Create a Python Script for Voice Activity Detection

Create a new Python script named vad.py to implement voice activity detection:

nano vad.py

Paste the following code into the file:

import wave
import webrtcvad
import numpy as np
import soundfile as sf

# Function to read audio and perform VAD
def vad(audio_file):
# Open audio file
with wave.open(audio_file, 'rb') as wf:
    sample_rate = wf.getframerate()
    num_channels = wf.getnchannels()
    num_frames = wf.getnframes()
    audio = wf.readframes(num_frames)

# Convert audio to 16-bit PCM format
audio = np.frombuffer(audio, dtype=np.int16)

# Initialize VAD
vad = webrtcvad.Vad(1)  # Mode 1: Less aggressive

# Split audio into frames
frame_duration = 30  # milliseconds
frame_size = int(sample_rate * frame_duration / 1000)
frames = [audio[i:i + frame_size] for i in range(0, len(audio), frame_size)]

# Detect voice activity
for i, frame in enumerate(frames):
    is_speech = vad.is_speech(frame.tobytes(), sample_rate)
    if is_speech:
        print(f"Frame {i}: Speech detected")
    else:
        print(f"Frame {i}: No speech")

# Example usage
audio_file = 'path/to/your/audio.wav'  # Replace with your audio file path
vad(audio_file)

This script performs the following steps:

  • Loads an audio file and converts it to the required PCM format.
  • Initializes the VAD instance with a specified aggressiveness level.
  • Splits the audio into frames and checks for speech activity in each frame.

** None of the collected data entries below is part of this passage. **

//! Command-line interface for tictac.

use std::path::PathBuf;

use clap::Parser;
use tictac_core::GameMode;

use crate::config::Overrides;

/// Tic-tac-toe in the terminal, against a friend or a random computer.
#[derive(Parser, Debug)]
#[command(name = "tictac")]
#[command(about = "Tic-tac-toe in the terminal", long_about = None)]
#[command(version)]
pub struct Cli {
    /// Opponent at launch: human or computer
    #[arg(short, long)]
    pub mode: Option<GameMode>,

    /// Milliseconds the computer waits before moving
    #[arg(long)]
    pub delay_ms: Option<u64>,

    /// Seed for the computer's random moves
    #[arg(long)]
    pub seed: Option<u64>,

    /// Path to the TOML settings file (ignored if missing)
    #[arg(short, long, default_value = "tictac.toml")]
    pub config: PathBuf,

    /// File that receives log output
    #[arg(long)]
    pub log_file: Option<PathBuf>,
}

impl Cli {
    /// Values that override the settings file.
    pub fn overrides(&self) -> Overrides {
        Overrides {
            mode: self.mode,
            delay_ms: self.delay_ms,
            seed: self.seed,
            log_file: self.log_file.clone(),
        }
    }
}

Run the Voice Activity Detection Script

Once everything is set up, you can run the voice activity detection script. Make sure to replace path/to/your/audio.wav with the actual path to your audio file:

python3 vad.py

The script will print whether speech is detected in each frame of the audio file.

Troubleshooting

If you encounter issues, ensure that:

  • All libraries are correctly installed.
  • The audio file is in a supported format (e.g., WAV).
  • The audio file is properly formatted as 16-bit PCM.

Conclusion

You have successfully set up a Voice Activity Detection system on Ubuntu using LLaMA CPP and the WebRTC VAD. This setup allows you to detect human speech in audio signals and can be extended for various applications such as transcription, command detection, or filtering out background noise.